Bill tried to steady his thoughts while Owen hurried back to his bunk. A lot of people had looked up to Burns, until he disappeared during the first wave of arrests.
Owen returned with the small slate board he used to communicate with people from outside their hut. Bill heard the scrawl of chalk as Owen wrote out a question.
“They caught up with me a couple of weeks ago,” Reilly said. His tone was ponderous and careful, presumably because he couldn’t hear his own voice. “I was in a safe house, in Birmingham, helping to organise a strike.

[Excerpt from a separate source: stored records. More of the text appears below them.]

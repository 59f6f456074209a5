use std::fmt;
use std::time::Duration;

use eframe::{egui, Frame};
use egui::Context;

use reqwest::blocking::{Client, Response};
use reqwest::{Result, StatusCode};

const SERVER_URL: &str = "http://127.0.0.1:5000";

/// Kind of text requested from the server.
#[derive(Debug, Clone, Copy, PartialEq)]
enum Mode {
    Words,
    Paragraphs,
    ShoppingList,
}

impl Mode {
    /// Endpoint path serving this mode.
    fn path(self) -> &'static str {
        match self {
            Mode::Words => "/v1/words",
            Mode::Paragraphs => "/v1/paragraphs",
            Mode::ShoppingList => "/v1/shopping_list",
        }
    }
}

/// Failure of a request to the server.
#[derive(Debug)]
enum FetchError {
    /// The request never produced a response.
    Transport(reqwest::Error),
    /// The server answered with a non-success status.
    Rejected { status: StatusCode, body: String },
}

impl fmt::Display for FetchError {
    fn fmt(&self, f: &mut fmt::Formatter<'_>) -> fmt::Result {
        match self {
            FetchError::Transport(e) => write!(f, "{e}"),
            FetchError::Rejected { status, body } if body.trim().is_empty() => write!(f, "{status}"),
            FetchError::Rejected { status, body } => write!(f, "{status}: {}", body.trim()),
        }
    }
}

impl From<reqwest::Error> for FetchError {
    fn from(e: reqwest::Error) -> Self {
        FetchError::Transport(e)
    }
}

/// Keeps `body` on success, or turns it into the error message otherwise.
///
/// The server explains rejected parameters in the body of its `400`.
fn check_status(status: StatusCode, body: String) -> std::result::Result<String, FetchError> {
    if status.is_success() {
        Ok(body)
    } else {
        Err(FetchError::Rejected { status, body })
    }
}

/// Reads the whole body before looking at the status.
fn read_response(response: Response) -> std::result::Result<String, FetchError> {
    let status = response.status();
    let body = response.text()?;
    check_status(status, body)
}

/// REST context holding a reusable blocking HTTP client.
struct RESTContext {
    client: Client,
}

impl RESTContext {
    /// Creates a new REST context with a timeout.
    fn new() -> Result<Self> {
        let client = Client::builder()
            .timeout(Duration::new(5, 0))
            .build()?;
        Ok(Self { client })
    }

    /// Sends a GET request to the endpoint of `mode` with query parameters.
    fn get_text(&self, mode: Mode, params: &[(String, String)]) -> std::result::Result<String, FetchError> {
        let response = self.client
            .get(format!("{SERVER_URL}{}", mode.path()))
            .query(params)
            .send()?;

        read_response(response)
    }

    /// Sends a GET request to `/v1/config`.
    fn get_config(&self) -> std::result::Result<String, FetchError> {
        let response = self.client
            .get(format!("{SERVER_URL}/v1/config"))
            .send()?;

        read_response(response)
    }
}

/// Global UI state (MUST persist between frames in egui).
struct LoremUI {
    rest: RESTContext,
    last_text: Option<String>,
    server_config: Option<String>,

    mode: Mode,
    count: i64,
    start_with_lorem_ipsum: bool,
}

impl LoremUI {
    /// Initializes the UI with sane defaults.
    fn new() -> Result<Self> {
        let mut ui = Self {
            rest: RESTContext::new()?,
            last_text: None,
            server_config: None,

            mode: Mode::Paragraphs,
            count: 3,
            start_with_lorem_ipsum: true,
        };
        ui.get_config();
        Ok(ui)
    }

    /// Builds the query parameters for the API.
    ///
    /// `start_with_lorem_ipsum` is only sent for paragraphs.
    fn build_query(&self) -> Vec<(String, String)> {
        let mut params = vec![("count".to_owned(), self.count.to_string())];

        if self.mode == Mode::Paragraphs {
            params.push((
                "start_with_lorem_ipsum".to_owned(),
                self.start_with_lorem_ipsum.to_string(),
            ));
        }

        params
    }

    /// Performs the generation request.
    fn get_generated(&mut self) {
        let params = self.build_query();
        match self.rest.get_text(self.mode, &params) {
            Ok(text) => self.last_text = Some(text),
            Err(e) => self.last_text = Some(format!("Error: {e}")),
        }
    }

    /// Fetches the generator settings shown in the footer.
    fn get_config(&mut self) {
        match self.rest.get_config() {
            Ok(config) => self.server_config = Some(config),
            Err(e) => log::warn!("could not fetch server config: {e}"),
        }
    }
}

impl eframe::App for LoremUI {
    /// UI update loop (called every frame).
    fn update(&mut self, ctx: &Context, _: &mut Frame) {
        egui::CentralPanel::default().show(ctx, |ui| {

            egui::Grid::new("lorem_grid")
                .num_columns(2)
                .spacing([20.0, 6.0])
                .striped(true)
                .show(ui, |ui| {

                    // mode
                    ui.label("Generate");
                    ui.vertical(|ui| {
                        ui.radio_value(&mut self.mode, Mode::Words, "Words");
                        ui.radio_value(&mut self.mode, Mode::Paragraphs, "Paragraphs");
                        ui.radio_value(&mut self.mode, Mode::ShoppingList, "Shopping list");
                    });
                    ui.end_row();

                    // count
                    ui.label("Count");
                    ui.add(
                        egui::DragValue::new(&mut self.count)
                            .range(0..=500)
                            .speed(1),
                    );
                    ui.end_row();

                    // opening phrase
                    if self.mode == Mode::Paragraphs {
                        ui.label("Start with \"Lorem ipsum\"");
                        ui.checkbox(&mut self.start_with_lorem_ipsum, "");
                        ui.end_row();
                    }

                    ui.separator();
                    ui.end_row();

                    // Generate button
                    if ui
                        .add_sized([200.0, 40.0], egui::Button::new("Generate"))
                        .clicked()
                    {
                        self.get_generated();
                    }
                    ui.label("");
                    ui.end_row();
                });

            ui.separator();

            egui::ScrollArea::vertical()
                .max_height(260.0)
                .show(ui, |ui| {
                    if let Some(text) = &self.last_text {
                        ui.label(text);
                    } else {
                        ui.label("Click Generate to start");
                    }
                });

            if let Some(config) = &self.server_config {
                ui.separator();
                ui.small(format!("Server settings: {config}"));
            }
        });
    }
}

/// Application entry point.
fn main() -> eframe::Result {
    env_logger::init();

    let options = eframe::NativeOptions {
        viewport: egui::ViewportBuilder::default()
            .with_inner_size([520.0, 480.0])
            .with_resizable(true),
        ..Default::default()
    };

    eframe::run_native(
        "rs-lorem",
        options,
        Box::new(|_| Ok(Box::new(LoremUI::new()?))),
    )
}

Unity troops stormed the place but I was the only one they caught. I refused to give them any names, so they took my hearing away.”
Owen pressed fingers into Bill’s arm. We can take him with us. We can trust Reilly.
“Of course,” said Bill. This was Reilly Burns, after all, famous - or infamous, depending on your politics - for his stirring denunciation of National Unity in Parliament, just days before they seized power. If they could trust anyone, thought Bill, they could surely trust him. And yet he felt a powerful sense of disquiet, although he could not have said why.
Burns had his own questions, of course. He learned Bill’s blindness was a punishment for articles he’d written denouncing National Unity. Ade had refused to disclose the names of fellow musicians who’d similarly spoken out. Owen, by contrast, was a computer technician who’d never learned the reason for his arrest.
“How long have you all been here on this island?” asked Burns.
“Nearly two years,” said Ade. He spoke for Bill’s benefit, chalking the words down for Reilly and Owen to read. “We’re stuck here unless we give them names we don’t even have.”